Nikola originally wanted younger children, but the couple were told about an 11 year old as an emergency placement soon after qualifying. 

“We thought ‘well let’s see what we can do to help’ and that child is still with us. The placement was originally just for 28 days but we all wanted it to be made permanent. 

“I was quite nervous to have someone who is basically a stranger come and live with us, but of course it was much harder for the child. I was nervous for them, not knowing us, and they had already been through a lot of placements and so was used to ‘moving on’ - with every move feeling like a rejection on some level. So we were all looking for stability.”

Getting approved

“Barnardo’s need to know you have what it takes and that you can cope for the sake of the children – these are not average children and they don’t come with manuals. You need to be prepared to wear your heart on your sleeve and be open. But Barnardo’s can help you through the process and support you.

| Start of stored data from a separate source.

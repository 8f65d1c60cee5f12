use thiserror::Error;

/// Errors that can occur while talking to the external store.
///
/// Shared by the cache, notification queue, and update pub/sub backends:
/// they all speak to the same store and fail in the same ways.
#[derive(Debug, Error, Clone, PartialEq, Eq)]
pub enum StoreError {
    #[error("Store connection failed: {0}")]
    ConnectionFailed(String),
    #[error("Store operation failed: {0}")]
    OperationFailed(String),
    #[error("Serialization error: {0}")]
    Serialization(String),
    #[error("Publish failed: {0}")]
    PublishFailed(String),
}

/// Result type for store operations.
pub type Result<T> = std::result::Result<T, StoreError>;
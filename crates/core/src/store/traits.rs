use std::time::Duration;

use async_trait::async_trait;
use tokio::sync::broadcast;

use crate::event::{EventUpdate, Notification};

use super::Result;

/// Trait for basic cache operations.
#[async_trait]
pub trait Cache: Send + Sync {
    /// Gets a value from the cache by key.
    async fn get(&self, key: &str) -> Result<Option<Vec<u8>>>;

    /// Sets a value in the cache with an optional TTL.
    async fn set(&self, key: &str, value: &[u8], ttl: Option<Duration>) -> Result<()>;

    /// Deletes a value from the cache by key.
    async fn delete(&self, key: &str) -> Result<()>;
}

/// Trait for the FIFO notification queue.
#[async_trait]
pub trait NotificationQueue: Send + Sync {
    /// Pushes a notification onto the queue. Fire-and-forget: the call
    /// returns as soon as the store accepts the item.
    async fn push(&self, notification: &Notification) -> Result<()>;

    /// Pops the oldest queued notification, waiting indefinitely until one
    /// is available.
    ///
    /// Implementations must be cancel-safe so consumers can `select!` this
    /// against a shutdown signal.
    async fn pop(&self) -> Result<Notification>;
}

/// Trait for the event update pub/sub channel.
#[async_trait]
pub trait UpdatePubSub: Send + Sync {
    /// Publishes an update notice to the channel. Delivered only to
    /// subscribers listening at publish time.
    async fn publish(&self, update: &EventUpdate) -> Result<()>;

    /// Subscribes to update notices published after this call.
    async fn subscribe(&self) -> Result<broadcast::Receiver<EventUpdate>>;
}
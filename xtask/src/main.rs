//! See <https://github.com/matklad/cargo-xtask/>
//!
//! This binary defines various auxiliary build commands, which are not
//! expressible with just `cargo`.
//!
//! The binary is integrated into the `cargo` command line by using an
//! alias in `.cargo/config`.

use clap::Parser;

mod dev;
mod integration;
mod prelude;

/// Development tasks for the boxoffice repository
#[derive(Debug, Parser)]
#[command(name = "xtask")]
#[command(about = "Development tasks for boxoffice", long_about = None)]
struct Cli {
    #[command(flatten)]
    global: Global,

    #[command(subcommand)]
    command: Commands,
}

#[derive(Debug, Clone, clap::Args)]
pub struct Global {
    /// Silence the command output
    #[clap(long, global = true)]
    pub silent: bool,

    /// Enable verbose output
    #[clap(long, global = true)]
    pub verbose: bool,
}

impl Global {
    pub fn is_silent(&self) -> bool {
        self.silent
    }

    pub fn is_verbose(&self) -> bool {
        self.verbose
    }
}

#[derive(Debug, clap::Subcommand)]
enum Commands {
    /// Run the demo in development mode
    Dev(dev::DevCommand),

    /// Run integration tests
    Integration(integration::IntegrationCommand),
}

#[tokio::main]
async fn main() -> Result<(), Box<dyn std::error::Error>> {
    let cli = Cli::parse();

    match cli.command {
        Commands::Dev(dev_cmd) => {
            dev::run(dev_cmd, cli.global).await?;
        }
        Commands::Integration(integration_cmd) => {
            integration::run(integration_cmd, cli.global).await?;
        }
    }

    Ok(())
}
//! Pure functions for serializing/deserializing domain types to/from store bytes.
//!
//! All three flows use JSON on the wire, so cached records, queued
//! notifications, and published updates stay human-readable and can be
//! inspected with a plain store client.

use thiserror::Error;

use crate::event::{Event, EventUpdate, Notification};

/// Errors that can occur during store serialization/deserialization.
#[derive(Debug, Error, Clone, PartialEq, Eq)]
pub enum SerializationError {
    /// Failed to serialize a value to bytes.
    #[error("Failed to serialize: {0}")]
    SerializeFailed(String),
    /// Failed to deserialize bytes to a value.
    #[error("Failed to deserialize: {0}")]
    DeserializeFailed(String),
}

/// Result type for serialization operations.
pub type Result<T> = std::result::Result<T, SerializationError>;

/// Serializes an event record to JSON bytes.
pub fn serialize_event(event: &Event) -> Result<Vec<u8>> {
    serde_json::to_vec(event).map_err(|e| SerializationError::SerializeFailed(e.to_string()))
}

/// Deserializes JSON bytes to an event record.
pub fn deserialize_event(bytes: &[u8]) -> Result<Event> {
    serde_json::from_slice(bytes).map_err(|e| SerializationError::DeserializeFailed(e.to_string()))
}

/// Serializes a notification to JSON bytes.
pub fn serialize_notification(notification: &Notification) -> Result<Vec<u8>> {
    serde_json::to_vec(notification)
        .map_err(|e| SerializationError::SerializeFailed(e.to_string()))
}

/// Deserializes JSON bytes to a notification.
pub fn deserialize_notification(bytes: &[u8]) -> Result<Notification> {
    serde_json::from_slice(bytes).map_err(|e| SerializationError::DeserializeFailed(e.to_string()))
}

/// Serializes an update notice to JSON bytes.
pub fn serialize_update(update: &EventUpdate) -> Result<Vec<u8>> {
    serde_json::to_vec(update).map_err(|e| SerializationError::SerializeFailed(e.to_string()))
}

/// Deserializes JSON bytes to an update notice.
pub fn deserialize_update(bytes: &[u8]) -> Result<EventUpdate> {
    serde_json::from_slice(bytes).map_err(|e| SerializationError::DeserializeFailed(e.to_string()))
}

“Barnardo’s are brilliant – they are very supportive of you. You can pick up the phone at any time and there’s always someone there to support you. Everybody knows everybody and they all know your family. The training courses that are available are very good and the support groups, made up of other foster carers, meet every month to be able to support each other and talk about the positive and the areas where other people’s experience can help. The last thing you want is to feel you are on your own. You have to learn to talk about things and be open and honest – sometimes just to be able to pick up the phone and have a rant!”

Nikola's advice

“I’d recommend it to anyone – it’s so fulfilling. It’s not like 9-5, you don’t get to leave it at work, it’s there all the time and you have to fight to help your children - for what they need to help them move forward and deal with some of the traumas they’ve had and become a good rounded adult.

“It’s not about the children fitting into your home – it’s about finding a way to live together as a family. You have to fit with them as much as they fit with you.